**DATA SECTION**.

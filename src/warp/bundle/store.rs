// SPDX-License-Identifier: MIT

//! Process-wide bundle registry
//!
//! Bundles are write-once. The store only grows through [`BundleStore::put`],
//! so expiry and capacity are enforced there, under the same write lock as
//! the insert. Reads never evict.

use chrono::{DateTime, Duration, Utc};
use once_cell::sync::Lazy;
use parking_lot::RwLock;
use serde::{Deserialize, Serialize};
use std::collections::HashMap;
use std::fmt;
use std::sync::Arc;
use uuid::Uuid;

use super::field::FieldMap;
use crate::common::clock::{Clock, SystemClock};

/// Maximum resident age of a bundle, in seconds
pub const DEFAULT_TTL_SECS: i64 = 60 * 60;

/// Maximum number of resident bundles
pub const DEFAULT_CAPACITY: usize = 256;

static GLOBAL_STORE: Lazy<Arc<BundleStore>> = Lazy::new(|| Arc::new(BundleStore::new()));

/// Opaque bundle identifier
#[derive(Debug, Clone, PartialEq, Eq, Hash, PartialOrd, Ord, Serialize, Deserialize)]
#[serde(transparent)]
pub struct BundleId(String);

impl BundleId {
    /// Fresh random 128-bit id rendered as 32 hex characters
    pub fn generate() -> Self {
        Self(Uuid::new_v4().simple().to_string())
    }

    pub fn as_str(&self) -> &str {
        &self.0
    }
}

impl fmt::Display for BundleId {
    fn fmt(&self, f: &mut fmt::Formatter<'_>) -> fmt::Result {
        f.write_str(&self.0)
    }
}

impl From<String> for BundleId {
    fn from(s: String) -> Self {
        Self(s)
    }
}

impl From<&str> for BundleId {
    fn from(s: &str) -> Self {
        Self(s.to_string())
    }
}

/// Immutable snapshot of named fields
#[derive(Debug, Clone)]
pub struct Bundle {
    id: BundleId,
    fields: FieldMap,
    created_at: DateTime<Utc>,
}

impl Bundle {
    pub fn id(&self) -> &BundleId {
        &self.id
    }

    pub fn fields(&self) -> &FieldMap {
        &self.fields
    }

    pub fn created_at(&self) -> DateTime<Utc> {
        self.created_at
    }
}

/// Store limits
#[derive(Debug, Clone, Copy, PartialEq)]
pub struct StoreConfig {
    /// Bundles at least this old are evicted on the next put
    pub ttl: Duration,
    /// Resident bundle cap; values below 1 are treated as 1
    pub capacity: usize,
}

impl Default for StoreConfig {
    fn default() -> Self {
        Self {
            ttl: Duration::seconds(DEFAULT_TTL_SECS),
            capacity: DEFAULT_CAPACITY,
        }
    }
}

struct Entry {
    bundle: Arc<Bundle>,
    // Insertion order, breaks created_at ties
    seq: u64,
}

#[derive(Default)]
struct Inner {
    entries: HashMap<BundleId, Entry>,
    next_seq: u64,
}

impl Inner {
    fn evict_expired(&mut self, now: DateTime<Utc>, ttl: Duration) -> usize {
        let before = self.entries.len();
        self.entries
            .retain(|_, entry| now - entry.bundle.created_at < ttl);
        before - self.entries.len()
    }

    fn evict_oldest(&mut self) -> Option<BundleId> {
        let oldest = self
            .entries
            .iter()
            .min_by_key(|(_, entry)| (entry.bundle.created_at, entry.seq))
            .map(|(id, _)| id.clone())?;
        self.entries.remove(&oldest);
        Some(oldest)
    }
}

/// Concurrency-safe registry of bundles with time- and count-based eviction
pub struct BundleStore {
    inner: RwLock<Inner>,
    config: StoreConfig,
    clock: Arc<dyn Clock>,
}

impl BundleStore {
    /// Store with default limits and the system clock
    pub fn new() -> Self {
        Self::with_config(StoreConfig::default(), Arc::new(SystemClock))
    }

    pub fn with_config(config: StoreConfig, clock: Arc<dyn Clock>) -> Self {
        let config = StoreConfig {
            capacity: config.capacity.max(1),
            ..config
        };
        Self {
            inner: RwLock::new(Inner::default()),
            config,
            clock,
        }
    }

    /// The store shared by every node in this process
    pub fn global() -> Arc<BundleStore> {
        Arc::clone(&GLOBAL_STORE)
    }

    pub fn config(&self) -> &StoreConfig {
        &self.config
    }

    /// Register a new bundle and return its id.
    ///
    /// Expired bundles are dropped first; if the store is still full, the
    /// oldest remaining bundle is evicted. The insert itself never fails.
    ///
    /// # Panics
    ///
    /// Panics if the generated id is already resident.
    pub fn put(&self, fields: FieldMap) -> BundleId {
        let id = BundleId::generate();

        let mut inner = self.inner.write();
        let now = self.clock.now();

        let expired = inner.evict_expired(now, self.config.ttl);
        if expired > 0 {
            log::debug!("Evicted {} expired bundle(s)", expired);
        }

        while inner.entries.len() >= self.config.capacity {
            match inner.evict_oldest() {
                Some(evicted) => log::debug!("Store at capacity, evicted bundle {}", evicted),
                None => break,
            }
        }

        assert!(
            !inner.entries.contains_key(&id),
            "bundle id collision: {}",
            id
        );

        let seq = inner.next_seq;
        inner.next_seq += 1;
        let bundle = Arc::new(Bundle {
            id: id.clone(),
            fields,
            created_at: now,
        });
        inner.entries.insert(id.clone(), Entry { bundle, seq });

        log::trace!("Stored bundle {} ({} resident)", id, inner.entries.len());
        id
    }

    /// Look up a resident bundle; `None` if unknown or evicted
    pub fn get(&self, id: &BundleId) -> Option<Arc<Bundle>> {
        let inner = self.inner.read();
        inner.entries.get(id).map(|entry| Arc::clone(&entry.bundle))
    }

    pub fn contains(&self, id: &BundleId) -> bool {
        self.inner.read().entries.contains_key(id)
    }

    /// Number of resident bundles, including any that have expired but not yet been evicted
    pub fn len(&self) -> usize {
        self.inner.read().entries.len()
    }

    pub fn is_empty(&self) -> bool {
        self.len() == 0
    }
}

impl Default for BundleStore {
    fn default() -> Self {
        Self::new()
    }
}

impl fmt::Debug for BundleStore {
    fn fmt(&self, f: &mut fmt::Formatter<'_>) -> fmt::Result {
        f.debug_struct("BundleStore")
            .field("config", &self.config)
            .field("len", &self.len())
            .finish()
    }
}
/// What kind of value a field holds
#[derive(Debug, Clone, Copy, PartialEq, Eq)]
pub enum FieldKind {
    /// Opaque host object (model, tensor, conditioning)
    Handle,
    Text,
    Int,
    Float,
    /// Member of an enumerated vocabulary (sampler, scheduler)
    Choice,
}

impl FieldName {
    /// Every field, in node output order
    pub const ALL: [FieldName; 22] = [
        FieldName::Model,
        FieldName::Model2,
        FieldName::Clip,
        FieldName::ClipVision,
        FieldName::Vae,
        FieldName::ConditioningPositive,
        FieldName::ConditioningNegative,
        FieldName::Image,
        FieldName::Mask,
        FieldName::Latent,
        FieldName::PromptPositive,
        FieldName::PromptNegative,
        FieldName::BatchSize,
        FieldName::Seed,
        FieldName::InitialSteps,
        FieldName::DetailerSteps,
        FieldName::UpscalerSteps,
        FieldName::Width,
        FieldName::Height,
        FieldName::Cfg,
        FieldName::SamplerName,
        FieldName::Scheduler,
    ];

    pub fn as_str(&self) -> &'static str {
        match self {
            FieldName::Model => "model",
            FieldName::Model2 => "model_2",
            FieldName::Clip => "clip",
            FieldName::ClipVision => "clip_vision",
            FieldName::Vae => "vae",
            FieldName::ConditioningPositive => "conditioning_positive",
            FieldName::ConditioningNegative => "conditioning_negative",
            FieldName::Image => "image",
            FieldName::Mask => "mask",
            FieldName::Latent => "latent",
            FieldName::PromptPositive => "prompt_positive",
            FieldName::PromptNegative => "prompt_negative",
            FieldName::BatchSize => "batch_size",
            FieldName::Seed => "seed",
            FieldName::InitialSteps => "initial_steps",
            FieldName::DetailerSteps => "detailer_steps",
            FieldName::UpscalerSteps => "upscaler_steps",
            FieldName::Width => "width",
            FieldName::Height => "height",
            FieldName::Cfg => "cfg",
            FieldName::SamplerName => "sampler_name",
            FieldName::Scheduler => "scheduler",
        }
    }

    pub fn kind(&self) -> FieldKind {
        match self {
            FieldName::Model
            | FieldName::Model2
            | FieldName::Clip
            | FieldName::ClipVision
            | FieldName::Vae
            | FieldName::ConditioningPositive
            | FieldName::ConditioningNegative
            | FieldName::Image
            | FieldName::Mask
            | FieldName::Latent => FieldKind::Handle,
            FieldName::PromptPositive | FieldName::PromptNegative => FieldKind::Text,
            FieldName::BatchSize
            | FieldName::Seed
            | FieldName::InitialSteps
            | FieldName::DetailerSteps
            | FieldName::UpscalerSteps
            | FieldName::Width
            | FieldName::Height => FieldKind::Int,
            FieldName::Cfg => FieldKind::Float,
            FieldName::SamplerName | FieldName::Scheduler => FieldKind::Choice,
        }
    }

    /// Host type tag for this field's socket
    pub fn type_tag(&self) -> &'static str {
        match self {
            FieldName::Model | FieldName::Model2 => "MODEL",
            FieldName::Clip => "CLIP",
            FieldName::ClipVision => "CLIP_VISION",
            FieldName::Vae => "VAE",
            FieldName::ConditioningPositive | FieldName::ConditioningNegative => "CONDITIONING",
            FieldName::Image => "IMAGE",
            FieldName::Mask => "MASK",
            FieldName::Latent => "LATENT",
            FieldName::PromptPositive | FieldName::PromptNegative => "STRING",
            FieldName::BatchSize
            | FieldName::Seed
            | FieldName::InitialSteps
            | FieldName::DetailerSteps
            | FieldName::UpscalerSteps
            | FieldName::Width
            | FieldName::Height => "INT",
            FieldName::Cfg => "FLOAT",
            FieldName::SamplerName => "SAMPLER",
            FieldName::Scheduler => "SCHEDULER",
        }
    }
}
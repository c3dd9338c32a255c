// SPDX-License-Identifier: MIT

//! YAML pipeline scripts that drive Warp and Unwarp steps

pub mod loader;
pub mod runner;
pub mod types;

pub use loader::PipelineLoader;
pub use runner::{PipelineReport, PipelineRunner, StepReport};
pub use types::{PipelineDef, StepDef};
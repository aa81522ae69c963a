//! Monnify API client.
//!
//! This crate performs authenticated calls against the Monnify REST API.
//! Route families use either basic auth or an OAuth2 bearer token; bearer
//! tokens are obtained from the login endpoint and cached until shortly
//! before they expire.
//!
//! # Example
//!
//! ```no_run
//! use monnify_client::{ClientConfig, MonnifyClient};
//!
//! # async fn example() -> Result<(), monnify_client::ClientError> {
//! let client = MonnifyClient::new(&ClientConfig::new(
//!     "https://sandbox.monnify.com",
//!     "MK_TEST_SAF7HR5F3F",
//!     "your-secret-key",
//! ))?;
//!
//! let status = client
//!     .get_transaction_status("MNFY|20200903225338|000442")
//!     .await?;
//! println!("payment status: {}", status.payment_status);
//! # Ok(())
//! # }
//! ```

#![forbid(unsafe_code)]
#![warn(missing_docs)]
#![warn(clippy::all)]
#![warn(clippy::pedantic)]

mod client;
mod config;
mod error;
mod gateway;
mod token;
mod types;

pub use client::MonnifyClient;
pub use config::{ClientConfig, DEFAULT_BASE_URL};
pub use error::ClientError;
pub use gateway::{Authorization, Gateway, GatewayRequest, GatewayResponse, LOGIN_PATH};
pub use token::{Clock, SystemClock, TokenCache, TokenIssuer, TokenState, SAFETY_MARGIN_SECONDS};
pub use types::*;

**TASK BRIEF**. Above are some lines. Repeat exactly, and only, those from the line that has "unknown or evicted" through the line that has "pub fn contains(&self, id: &BundleId)".

**YOUR SOLUTION**.
    /// Look up a resident bundle; `None` if unknown or evicted
    pub fn get(&self, id: &BundleId) -> Option<Arc<Bundle>> {
        let inner = self.inner.read();
        inner.entries.get(id).map(|entry| Arc::clone(&entry.bundle))
    }

    pub fn contains(&self, id: &BundleId) -> bool {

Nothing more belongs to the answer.